Despejemos el terreno de posibles malentendidos: no se trata de hacer anticlericalismo, pues no nos afecta a los ateos y agnósticos. Nuestra batalla tiene un horizonte distinto. Nosotros defendemos el laicismo del estado, conscientes de que cada concesión hecha por las instituciones a las representaciones religiosas mina el estado de derecho, erosiona la democracia. No es aceptable que el estado delegue la moral a la Iglesia como hace cuando el ministro de educación nombra un cardenal como asesor para las cuestiones éticas, o cuando el presidente de la República, en su discurso de fin de año, saluda a «Su Santidad, el Santo Padre», o dice «No podemos no decirnos cristianos». No es aceptable que, por una circular de 1929 que imponía la exposición del crucifijo en las escuelas junto a la efigie del rey y cuya abrogación nadie se atreve a pedir ni siquiera después de que el catolicismo haya dejado de ser religión de estado, siga habiendo crucifijos aquí y allá. Pero el peor ejemplo, por cotidiano e incesante, nos viene dado en la televisión de estado, que no sólo nos informa de los milagros de Fátima o de padre Pío como si su verdad fuese la misma que la de una huelga de trabajadores del metal, sino que nos hace llegar, a través de transmisiones populares como Domenica In, el mensaje de que creer es bello y justo, sin que jamás se llame a un ateo o un agnóstico o un librepensador o un indiferente ante la religión para demostrar que, quien no cree en Dios, puede tener valores igualmente altos y vivir tan serenamente.

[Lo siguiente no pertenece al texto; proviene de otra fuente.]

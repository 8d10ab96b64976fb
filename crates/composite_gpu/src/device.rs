//! Device boundary
//!
//! The compositor never talks to a graphics API directly. It creates render
//! targets and materials through [`GpuDevice`] and submits recorded
//! [`CommandBuffer`]s. Submission is fire-and-forget: `execute` returns once
//! the work is queued and no fence is waited on.

use crate::command::CommandBuffer;
use crate::material::MaterialDesc;
use crate::render_target::RenderTargetDesc;
use thiserror::Error;

/// Render target owned by the device
#[derive(Clone, Copy, Debug, PartialEq, Eq, Hash, PartialOrd, Ord)]
pub struct RenderTargetHandle(pub u64);

/// Material owned by the device
#[derive(Clone, Copy, Debug, PartialEq, Eq, Hash, PartialOrd, Ord)]
pub struct MaterialHandle(pub u64);

/// Texture owned by the host (widget images, font atlases)
#[derive(Clone, Copy, Debug, PartialEq, Eq, Hash, PartialOrd, Ord)]
pub struct TextureId(pub u64);

/// Device-related errors
#[derive(Error, Debug, Clone, PartialEq)]
pub enum DeviceError {
    /// The device refused to allocate a render target
    #[error("Render target allocation failed ({width}x{height}): {reason}")]
    TargetAllocation {
        width: u32,
        height: u32,
        reason: String,
    },

    /// The device refused to build a material
    #[error("Material creation failed for shader {shader}: {reason}")]
    MaterialCreation { shader: &'static str, reason: String },

    /// A command referenced a resource that does not exist
    #[error("Command {index} in '{buffer}' references a missing {what}")]
    MissingResource {
        buffer: String,
        index: usize,
        what: &'static str,
    },

    /// A temporary target was acquired but never released
    #[error("Temporary target {id} leaked by command buffer '{buffer}'")]
    LeakedTemporary { buffer: String, id: u32 },

    /// Draw or blit issued without a bound render target
    #[error("Command {index} in '{buffer}' has no render target bound")]
    NoRenderTarget { buffer: String, index: usize },

    /// Generic submission failure
    #[error("Submission failed: {0}")]
    Submit(String),
}

/// Result type for device operations
pub type Result<T> = std::result::Result<T, DeviceError>;

/// Graphics backend used by the compositor
pub trait GpuDevice {
    /// Allocate a color target, with a stencil attachment when requested.
    fn create_render_target(&mut self, desc: &RenderTargetDesc) -> Result<RenderTargetHandle>;

    fn destroy_render_target(&mut self, handle: RenderTargetHandle);

    /// Build a material variant from shader, keywords and blend factors.
    fn create_material(&mut self, desc: &MaterialDesc) -> Result<MaterialHandle>;

    fn destroy_material(&mut self, handle: MaterialHandle);

    /// Queue recorded work. Does not wait for completion.
    fn execute(&mut self, commands: &CommandBuffer) -> Result<()>;

    /// Current output resolution, used to clamp bake targets.
    fn screen_size(&self) -> (u32, u32);
}
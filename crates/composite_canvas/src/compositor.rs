//! Compositor
//!
//! [`Compositor`] is the render context of the pipeline. It owns the mirrored
//! scene, every renderer and source, the shared material and render target
//! registries, the per-frame cache and the object pools, and drives the
//! frame lifecycle:
//!
//! 1. [`Compositor::begin_frame`]: new cache generation, hierarchy events
//! 2. [`Compositor::before_canvas_rebuild`]: content capture and dirty checks
//! 3. [`Compositor::rebuild_geometry`]: materials and output quads
//! 4. [`Compositor::after_canvas_rebuild`]: bakes, in activation order
//!
//! [`Compositor::frame`] runs all four.

use composite_core::{approximately, BakeSettings, Color, FrameCache, Mat4, ResourcePool, Vec2};
use composite_gpu::{
    prefer_size, CommandBuffer, GpuDevice, MaterialHandle, MaterialKey, MaterialRegistry, Mesh, PropertyBlock,
    RenderTargetHandle, RenderTargetKey, RenderTargetRegistry, TargetOwner, TextureRef,
};
use indexmap::IndexSet;
use slotmap::{Key, SecondaryMap, SlotMap};
use smallvec::SmallVec;

use crate::effect::{Effect, EffectPreset};
use crate::error::{CompositeError, Result};
use crate::renderer::{BakingTrigger, DirtyRequest, EffectSlot, Renderer, RendererId, RendererSettings};
use crate::scene::{HierarchyEvent, NodeId, Scene, TextureFormat};
use crate::source::{Source, SourceId};
use crate::walker::WalkStep;

/// Frame cache identity
#[derive(Clone, Copy, Debug, PartialEq, Eq, Hash)]
pub enum CacheObject {
    Node(NodeId),
    Renderer(RendererId),
    Source(SourceId),
}

/// Result of one [`Compositor::bake`] call
#[derive(Clone, Copy, Debug, PartialEq, Eq)]
pub enum BakeOutcome {
    Baked,
    /// Non-first member of a sharing group; uses the group target
    Aliased,
    AlreadyBaked,
    /// Not dirty
    Clean,
    /// Unknown or inactive renderer
    Inactive,
    NoCanvas,
    NothingOnScreen,
    /// Caught failure; the previous output stays displayed
    Failed,
}

/// Per-bake values shared by every draw
struct DrawContext {
    perspective: bool,
    world_to_renderer: Mat4,
    alpha_scale: f32,
    linear_in_shader: bool,
}
//! Composite Core
//!
//! Building blocks shared by the composite crates:
//!
//! - **Math**: vectors, quaternions, column-major matrices, rects and colors
//! - **FrameCache**: generation-stamped per-frame memoization
//! - **ResourcePool**: rent/return pooling of reusable objects
//! - **BakeSettings**: project-wide configuration with TOML and env loading

pub mod error;
pub mod frame_cache;
pub mod math;
pub mod pool;
pub mod settings;

pub use error::{CoreError, Result};
pub use frame_cache::{FrameCache, FrameCached, FrameKey, FrameValue};
pub use math::{
    approximately, gamma_to_linear, gamma_to_linear_rgba8, next_power_of_two, Bounds, Color, Mat4,
    Point, Quat, Rect, Size, Vec2, Vec3,
};
pub use pool::ResourcePool;
pub use settings::{BakeSettings, SensitivityEpsilons, TransformSensitivity};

Creo que si entendiéramos las necesidades laicas que existen en numerosas luchas que asociaciones, grupos y ciudadanos han llevado adelante, nos daríamos cuenta de que existe un amplio frente laico. Pienso en la lucha de Arcidonna de Palermo por el aborto en los hospitales públicos, en la iniciativa de la familia Albertin de Padua, dispuesta a presentarse ante los tribunales, con tal de que se quitara el crucifijo de las clases de sus hijos, o del miembro de una mesa electoral que pidió que se quitara de su colegio electoral. Son centenares las asociaciones que se ocupan de eutanasia, interrupción voluntaria de embarazo, contracepción, que luchan contra la hora de religión en las escuelas, que luchan por libros de texto laicos, que protestan por la presencia de sacerdotes y misas en las empresas etc. Se trata de luchas que tenemos que aprender a llamar por su nombre: luchas por el laicismo del estado. Para ello, tenemos que convencernos de que el mensaje del laicismo es de alcance profundo y va más allá de la separación entre iglesia y estado, su imprescindible condición y garantía.
Laicismo significa libertad de conciencia y pensamiento, la mejor barrera contra el oscurantismo y el fanatismo; significa no discriminación y respeto de todas las concepciones del mundo, tanto de las creyentes como de las ateas, agnósticas e indiferentes a la religión; significa igualdad y constituye, por tanto, la base más segura y duradera de la convivencia civil y la esencia del estado de derecho. Vincular la lucha por el laicismo con las luchas sociales nos permitiría dar un gran paso adelante en la actuación de nuestra democracia.